From the wiki creator Jill Hammonds: "Over the next weeks we hope this will be a place where schools, students, experts and other interested people from around the world will come and share their ideas and experiences around earthquakes. This is a collaborative project opportunity, and the collaboration extends out to helping me design the inquiry and the wiki site. Please click on Edit on any of the pages and contribute your thoughts and ideas. "

This is a great opportunity to participate in an exciting and and important project. It is entirely open and public which means anyone can edit the site - so feel free to add your ideas or use it with your students.

Karen Melhuish drew our attention to the ‘Computers in New Zealand Schools’ discussion series:

Over the next few weeks Computers in New Zealand schools is holding a series of online discussions with authors who contributed to the April July 2010 issue of the journal. The first of a series CINZS open discussions with authors is about to kick off with Marilyn Small. For those of you who have not yet caught up with Marilyn’s article she was an e-fellow in 2009 investigating the impact of an authentic audience on student engagement and motivation in literacy. The context was Manaia School’s involvement in Pukeko Echo, a children’s television show run by Channel North.

To be involved go to:

Integrating movie making into classroom programmes and inquiry learning - Marilyn Small, click here.

The current discussions are accessible from the contents page for each issue. You need to log in if you are to contribute to the discussions.

Deidre Senior, Keryn Pratt, Sue Bedford and Andrea Robertson will all be available for discussions over the coming weeks.

Over the next week I thought we might look at Google apps and docs.

If you are interested in finding out more about how Google can be used to support the teaching and learning of your students, you might like to check these links:
Google educator
Free tech for teachers - google tutorials

Or if you are already using them with your students, it would be great to hear from you!

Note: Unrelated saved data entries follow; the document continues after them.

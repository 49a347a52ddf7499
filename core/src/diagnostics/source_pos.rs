use std::fmt;

use serde::Serialize;

/// A row/column position in LF source, as embedded by the emitter.
#[derive(Debug, Clone, Copy, PartialEq, Eq, Hash, Default, Serialize)]
pub struct SourcePos {
    pub row: u32,
    pub col: u32,
}

impl SourcePos {
    pub const fn new(row: u32, col: u32) -> Self {
        Self { row, col }
    }
}

impl fmt::Display for SourcePos {
    fn fmt(&self, f: &mut fmt::Formatter<'_>) -> fmt::Result {
        write!(f, "[{}:{}]", self.row, self.col)
    }
}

Wednesday, 8 September 2010

ICTS in English Weekly Update - Week 7, Term 3 2010

Last week on ICTs in English:

Barbara Reid shared their ICT PD cluster wiki:
In our clusters, we are encouraging teachers and students to create tutorials for others. The wiki has a mixture of tutorials off the net, as well as ones created by cluster members. .

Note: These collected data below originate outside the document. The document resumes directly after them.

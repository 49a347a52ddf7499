//! Host operators used by compiled expression bodies.
//!
//! Unlike the builtins these are not variadic: the emitter lowers `(* x x)`
//! to a single `binary(.., BinOp::Mul, ..)` per operator occurrence.

use super::Value;
use crate::errors::ErrorKind;

#[derive(Debug, Clone, Copy, PartialEq, Eq)]
pub enum BinOp {
    Add,
    Sub,
    Mul,
    Div,
    Mod,
    Less,
    LessEq,
    Greater,
    GreaterEq,
    Eq,
    NotEq,
}

impl BinOp {
    pub fn symbol(self) -> &'static str {
        match self {
            BinOp::Add => "+",
            BinOp::Sub => "-",
            BinOp::Mul => "*",
            BinOp::Div => "/",
            BinOp::Mod => "%",
            BinOp::Less => "<",
            BinOp::LessEq => "<=",
            BinOp::Greater => ">",
            BinOp::GreaterEq => ">=",
            BinOp::Eq => "===",
            BinOp::NotEq => "!==",
        }
    }
}

pub fn binary(lhs: &Value, op: BinOp, rhs: &Value) -> Result<Value, ErrorKind> {
    match op {
        BinOp::Eq => return Ok(Value::Bool(lhs.strict_equals(rhs))),
        BinOp::NotEq => return Ok(Value::Bool(!lhs.strict_equals(rhs))),
        _ => {}
    }

    match (lhs, rhs) {
        (Value::Number(l), Value::Number(r)) => Ok(numeric(*l, op, *r)),
        (Value::Str(l), Value::Str(r)) => match op {
            BinOp::Add => Ok(Value::from(format!("{l}{r}"))),
            BinOp::Less => Ok(Value::Bool(l < r)),
            BinOp::LessEq => Ok(Value::Bool(l <= r)),
            BinOp::Greater => Ok(Value::Bool(l > r)),
            BinOp::GreaterEq => Ok(Value::Bool(l >= r)),
            _ => Err(operand_error(lhs, op, rhs)),
        },
        // Concatenation uses the natural representation of the other side.
        (Value::Str(_), _) | (_, Value::Str(_)) if op == BinOp::Add => {
            Ok(Value::from(format!("{lhs}{rhs}")))
        }
        _ => Err(operand_error(lhs, op, rhs)),
    }
}

fn numeric(l: f64, op: BinOp, r: f64) -> Value {
    match op {
        BinOp::Add => Value::Number(l + r),
        BinOp::Sub => Value::Number(l - r),
        BinOp::Mul => Value::Number(l * r),
        BinOp::Div => Value::Number(l / r),
        BinOp::Mod => Value::Number(l % r),
        BinOp::Less => Value::Bool(l < r),
        BinOp::LessEq => Value::Bool(l <= r),
        BinOp::Greater => Value::Bool(l > r),
        BinOp::GreaterEq => Value::Bool(l >= r),
        BinOp::Eq => Value::Bool(l == r),
        BinOp::NotEq => Value::Bool(l != r),
    }
}

/// Unary minus.
pub fn negate(value: &Value) -> Result<Value, ErrorKind> {
    match value {
        Value::Number(n) => Ok(Value::Number(-n)),
        other => Err(ErrorKind::TypeError {
            message: format!("cannot negate a {}", other.type_name()),
        }),
    }
}

fn operand_error(lhs: &Value, op: BinOp, rhs: &Value) -> ErrorKind {
    ErrorKind::TypeError {
        message: format!(
            "unsupported operands for '{}': {} and {}",
            op.symbol(),
            lhs.type_name(),
            rhs.type_name()
        ),
    }
}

Alison Cleary also shared another great resource "produced by teachers for teachers":
- 'At Learn it in 5, you'll learn what is Web 2.0, and strategies
for using Web 2.0 technology in the digital classroom - all
in 5 minutes or less' - produced by teachers for teachers.

This week I would like to highlight the ICT strategies page on English Online.

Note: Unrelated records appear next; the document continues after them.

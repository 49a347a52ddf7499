use miette::Diagnostic;
use thiserror::Error;

use crate::diagnostics::SourcePos;

/// What went wrong, independent of where.
#[derive(Debug, Error, Diagnostic)]
pub enum ErrorKind {
    #[error("builtin function '{builtin}' requires at least {min} {}", argument_noun(.min))]
    #[diagnostic(code(lfrt::arity))]
    Arity { builtin: &'static str, min: usize },

    #[error("'{name}' expects {expected} {} but got {got}", argument_noun(.expected))]
    #[diagnostic(code(lfrt::argument_count))]
    ArgumentCount {
        name: String,
        expected: usize,
        got: usize,
    },

    #[error("{name} is not defined")]
    #[diagnostic(code(lfrt::undefined))]
    UndefinedReference { name: String },

    #[error("{name} is not a function")]
    #[diagnostic(code(lfrt::not_callable))]
    NotCallable { name: String },

    #[error("type error: {message}")]
    #[diagnostic(code(lfrt::type_error))]
    TypeError { message: String },

    #[error("maximum call depth of {limit} exceeded")]
    #[diagnostic(
        code(lfrt::call_depth),
        help("raise `max_call_depth` or check for unbounded recursion")
    )]
    CallDepthExceeded { limit: usize },

    #[error("{message}")]
    #[diagnostic(code(lfrt::raised))]
    Raised { message: String },

    #[error("output channel failed: {0}")]
    #[diagnostic(code(lfrt::output))]
    Output(#[from] std::io::Error),
}

fn argument_noun(count: &usize) -> &'static str {
    if *count == 1 { "argument" } else { "arguments" }
}

/// A failure raised at a specific source position.
#[derive(Debug, Error, Diagnostic)]
#[error("[{row}:{col}] {kind}")]
pub struct RuntimeError {
    pub row: u32,
    pub col: u32,
    #[diagnostic_source]
    pub kind: ErrorKind,
}

impl RuntimeError {
    pub fn new(pos: SourcePos, kind: ErrorKind) -> Self {
        Self {
            row: pos.row,
            col: pos.col,
            kind,
        }
    }

    /// Raise an arbitrary failure from compiled code.
    pub fn raised(pos: SourcePos, message: impl Into<String>) -> Self {
        Self::new(
            pos,
            ErrorKind::Raised {
                message: message.into(),
            },
        )
    }

    /// The text shown after `Runtime Error:` in a report.
    pub fn message(&self) -> String {
        self.kind.to_string()
    }
}

/// Attach a source position to a position-less failure.
pub trait ResultExt<T> {
    fn at(self, pos: SourcePos) -> Result<T, RuntimeError>;
}

impl<T> ResultExt<T> for Result<T, ErrorKind> {
    fn at(self, pos: SourcePos) -> Result<T, RuntimeError> {
        self.map_err(|kind| RuntimeError::new(pos, kind))
    }
}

And in particular the e-learning as Inquiry page on TKI

Considering that as part of NZC implementation we are all expected to teach using an evidence based inquiry cycle (see below), a resource like this one is very helpful!

"All schools need to do a couple of things - they need to design and implement a school curriculum and they need to teach using an evidence based inquiry cycle that informs what they do and monitors the impact of those decisions." - Chris Arcus (NZC Curriculum Manager) - Edgazette August 2009

Sign up for the ICTs in English listserve here.

Monday, 30 August 2010

ICTS in English Weekly Update - Week 6, Term 3 2010



Last week on ICTs in English:

I shared an "unintentional English Resource" in the form of The Sartorialist blog

http://thesartorialist.blogspot.com/

and in turn Craig Martin shared another favourite - Open Culture

and Barbara Reid drew our attention to a great blog and a blogging challenge:

Chris Betcher has written an informative article on Resigning Learning Tasks where he talks about using blogging for writing and encouraging students to write.

If teachers are interested in using blogging as a platform for writing, there is blogging challenge just about to start. One for students here, and one for class blogs here.

The blogging challenge has many suggestions for writing and encourages participants to visit other blogs and leave comments and so helps to gain an audience.
This week I thought we might focus on some handy tutorials available online:

Above is a link to a Glogster tutorial which was highlighted on the 'Free Technology for Teachers' Blog.

Software for Learning is another great source of support:

What online tutorials have you been viewing lately??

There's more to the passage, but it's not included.